Before getting into details, I just want to remind everyone to please see our 10-Q for a full breakdown of our results and also note that the presentation accompanying our remarks contains several appendix pages which contain further data we think you’ll find helpful. Turning now to Slide 11, as previously mentioned for the quarter our consolidated revenues were $139.5 million, up 18.4% versus the prior year.
That consolidated revenue figure also exceeded our internal forecast for the quarter. Year-to-date revenue was $260.1 million which is an 11.6% increase over the first six months of 2017.
In the quarter, Construction segment revenues were up 18.2% while Service segment revenues were up 19.3%. Construction operations accounted for 81.5% of revenue, while service accounted for 18.5%.
Gross margin in our Construction segment was 8.4% compared 11.4% in the second quarter of 2017. Excluding the write-downs, Construction gross margin would have been 12% in the quarter.
Service segment margins were 330 basis points coming in at 24.4%. That helped to offset some of the impact of the Mid-Atlantic write-downs.
Excluding the Mid-Atlantic business unit, consolidated gross margin for the quarter would have been 14.8%. Year-to-date the Mid-Atlantic branch has recognized write-downs of 8.1 million.
Year-to-date gross margin without Mid-Atlantic is 15.2%. Needless to say without these write-downs the year-to-date net income and adjusted EBITDA would have been dramatically better at $3.7 million and $8.3 million respectively.
Plans on several projects in Mid-Atlantic are being assembled or have been submitted which may provide some recovery in the future.
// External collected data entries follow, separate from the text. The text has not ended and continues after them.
//! Stage-tree evaluation.
//!
//! [`evaluate`] walks a compiled [`EvaluationStage`] tree against a set of
//! caller-supplied bindings and produces a single [`Value`]. Operator type
//! contracts, short-circuit rules and accessor resolution all live in this
//! module; the tree itself is read-only throughout.

mod accessors;
mod eval;
mod operators;
mod parameters;

pub mod error;


pub use error::EvalError;
pub use parameters::{EmptyParameters, Parameters};

use crate::compiler::EvaluationStage;
use crate::values::Value;

/// Evaluate a compiled stage tree against the given bindings.
pub fn evaluate(root: &EvaluationStage, parameters: &dyn Parameters) -> Result<Value, EvalError> {
    let result = eval::evaluate_stage(root, parameters);
    if let Err(error) = &result {
        tracing::debug!(%error, "evaluation failed");
    }
    result
}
Our 2018 guidance does not assume any claim recovery.
During the quarter selling and general, administrative expenses were $13.7 million compared to $12.8 million in the second quarter of 2017. The increase in SG&A was due primarily to expenses associated with the stock-based incentive compensation plan which we did not have in the second quarter of 2017.
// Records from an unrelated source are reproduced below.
//! Rebus - an embeddable expression-evaluation engine
//!
//! # Overview
//!
//! Rebus compiles small, C-like boolean and arithmetic expressions into an
//! immutable evaluation tree that can be run any number of times against
//! different variable bindings. Common use cases include:
//!
//! - Admission and routing rules evaluated per request
//! - Feature flags and conditional configuration
//! - Filtering records against user-supplied predicates
//!
//! # Quick Start
//!
//! ```
//! use rebus::{compile, Value};
//!
//! let expr = compile("total > 100 ? 'review' : 'auto'").unwrap();
//!
//! let result = expr
//!     .evaluate(&|name: &str| match name {
//!         "total" => Some(Value::Number(250.0)),
//!         _ => None,
//!     })
//!     .unwrap();
//! assert_eq!(result, Value::Str("review".into()));
//! ```
//!
//! # Host functions
//!
//! Register plain Rust functions on an [`Engine`] and call them by name.
//! Function names resolve at compile time, so typos fail early:
//!
//! ```
//! use rebus::{Engine, Value};
//!
//! let mut engine = Engine::new();
//! engine.register_function("double", |args: &[Value]| {
//!     let n = rebus::casting::to_float(&args[0])?;
//!     Ok(Value::Number(n * 2.0))
//! });
//!
//! let expr = engine.compile("double(21)").unwrap();
//! assert_eq!(expr.evaluate_empty().unwrap(), Value::Number(42.0));
//! ```

// Re-export the public API from rebus_core
pub use rebus_core::api::{compile, CompiledExpression, Engine, Error};

// Re-export the value domain and the host-object seam
pub use rebus_core::values::{self, HostObject, Value, ValueKind};

// Re-export errors and evaluation-time bindings
pub use rebus_core::evaluator::{EmptyParameters, EvalError, Parameters};
pub use rebus_core::parser::{CompileError, CompileErrorKind};

// The lower-level pipeline stays reachable for callers that need it
pub use rebus_core::{casting, compiler, evaluator, parser};

mod error_renderer;
pub use error_renderer::{
    render_error, render_error_to, render_error_to_string, render_error_to_string_no_color,
};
The company's long-term incentive plan for management which drives the stock-based compensation expense aligns management’ incentive plan with the goals of the shareholders. SG&A was 9.8% of revenue in the second quarter down from 10.9% in the second quarter of 2017.
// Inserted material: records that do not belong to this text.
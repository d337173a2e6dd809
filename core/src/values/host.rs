//! The reflection seam between the evaluator and caller-owned objects.
//!
//! Accessor expressions (`order.Customer.Name`, `clock.Now()`) traverse
//! values whose shape the engine cannot know at compile time. Rather than
//! spreading runtime introspection through the evaluator, everything the
//! resolver needs is behind this one trait: "given an opaque value and a
//! field or method name, return the child value or fail".

use crate::evaluator::EvalError;
use crate::values::{Value, ValueKind};

/// A caller-owned object reachable through accessor paths.
///
/// Implementations must be safe to share across threads, since a compiled
/// expression holding no objects itself may be evaluated concurrently
/// against bindings that do.
pub trait HostObject: Send + Sync {
    /// A short name used in error messages and canonical rendering.
    fn type_name(&self) -> &str {
        "object"
    }

    /// Read a named field, or `None` if the object has no such field.
    fn field(&self, name: &str) -> Option<Value> {
        let _ = name;
        None
    }

    /// The declared parameter kinds of a named method, or `None` if the
    /// object has no such method. The accessor resolver coerces each
    /// argument to the declared kind before calling [`HostObject::invoke`].
    fn method_params(&self, name: &str) -> Option<Vec<ValueKind>> {
        let _ = name;
        None
    }

    /// Invoke a named method with already-coerced arguments.
    ///
    /// Only called for names that [`HostObject::method_params`] reported,
    /// with exactly as many arguments as declared. An `Err` here surfaces
    /// to the expression caller as a host evaluation error.
    fn invoke(&self, name: &str, args: &[Value]) -> Result<Value, EvalError> {
        let _ = args;
        Err(EvalError::Host {
            message: format!("method '{}' on '{}' is not callable", name, self.type_name()),
        })
    }
}
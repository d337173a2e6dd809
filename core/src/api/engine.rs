use std::sync::Arc;

use ecow::EcoString;

use crate::api::expression::CompiledExpression;
use crate::compiler::{self, FunctionRegistry};
use crate::evaluator::EvalError;
use crate::parser::{self, CompileError};
use crate::values::Value;

/// An expression engine: a registry of host functions plus the compile
/// entry point. Cloning is cheap; the registry holds shared handles.
#[derive(Default, Clone)]
pub struct Engine {
    functions: FunctionRegistry,
}

impl Engine {
    pub fn new() -> Self {
        Self::default()
    }

    /// Register a host function callable from expressions by name.
    /// Registering the same name again replaces the earlier function.
    pub fn register_function<F>(&mut self, name: impl Into<EcoString>, function: F) -> &mut Self
    where
        F: Fn(&[Value]) -> Result<Value, EvalError> + Send + Sync + 'static,
    {
        self.functions.insert(name.into(), Arc::new(function));
        self
    }

    /// Compile a source expression into a reusable evaluation tree.
    ///
    /// Function names resolve against the registry at compile time, so an
    /// expression calling an unregistered function fails here, not at
    /// evaluation.
    pub fn compile(&self, source: &str) -> Result<CompiledExpression, CompileError> {
        tracing::debug!(source, "compiling expression");
        let tokens = parser::tokenize(source)?;
        let root = compiler::plan(&tokens, &self.functions)?;
        let variables = compiler::referenced_variables(&root);
        Ok(CompiledExpression::new(source.into(), root, variables))
    }
}

/// Compile a source expression with no registered functions.
pub fn compile(source: &str) -> Result<CompiledExpression, CompileError> {
    Engine::new().compile(source)
}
We expect to see increased leverage of the SG&A going forward which will contribute to improved bottom-line results. For the quarter our effective tax rate was 29.2% compared to 37.7% a year ago.
At the end of the quarter our total backlog was $492.5 million of which $443.5 million was Construction and $47.2 million was Service. Our estimated backlog revenue burn together with the Constitution revenue that we have recognized so far in the first half of 2018 provides 96% coverage for our 2018 expected Construction revenue and that excludes the incremental coverage resulting from the committed work that is not yet been booked into backlog.
Moving to Slide 12, working capital decreased from December 31, 2017. The main drivers of the decrease were the reclassification of the company's bridge loan from long-term to short-term, the usage to pay down our revolver and an increase in net overbillings which are classified as the short-term liability.
While the increase in net overall position increased with the current liability it’s a good sign for future cash generation opportunities. Regarding the bridge loan reclassification, as you recall we completed the buyback of the preferred stock in January by expanding our credit facility to include a loan that matures in April of 2019.
As a result of the maturity now being within the 12 month period, the balance was reclassified for current liability which negatively impacted working capital. With that, I'll turn things back over to Charlie.
Charlie Bacon
Thanks, John. Moving on to Slide 13 now.
This slide and slide 14 are the ones you see from us in all of our presentations updated to reflect FMI’s second quarter 2018 report. The key message here is that market forecast for the sectors we focus on remain strong.
That is helping fuel our excellent sales activity and is also resulting in upward pricing basis and we’re really happy with the state of our industry right now, it’s just terrific for the next several years, rock solid. Finally on Slide 15 to wrap up.
We’re raising our revenue guidance for the year given the strong sales performance we discussed. We now expect 2018 revenues to be in the range of $530 million to $550 million.
At the same time, we’re taking a conservative approach with respect to our bottom-line given the Mid-Atlantic issues we discussed. With that in mind we’re reducing our 2018 adjusted EBITDA guidance to a range of $18 million to $20 million.
Both our revenue and adjusted EBITDA guidance ranges do not include any contribution from potential acquisitions or any claim recovery from Mid-Atlantic projects. Based upon our strong organic growth and our acquisition pipeline, we remain on track for the company revenues to be north of $1 billion in 2021, and delivering adjusted EBITDA in excess of $50 million.
We also note that we will be at the DA Davidson 17th Annual Diversified Industrial and Service Conference which we will be attending at September. In addition to that event we are always available for calls with investors and analysts.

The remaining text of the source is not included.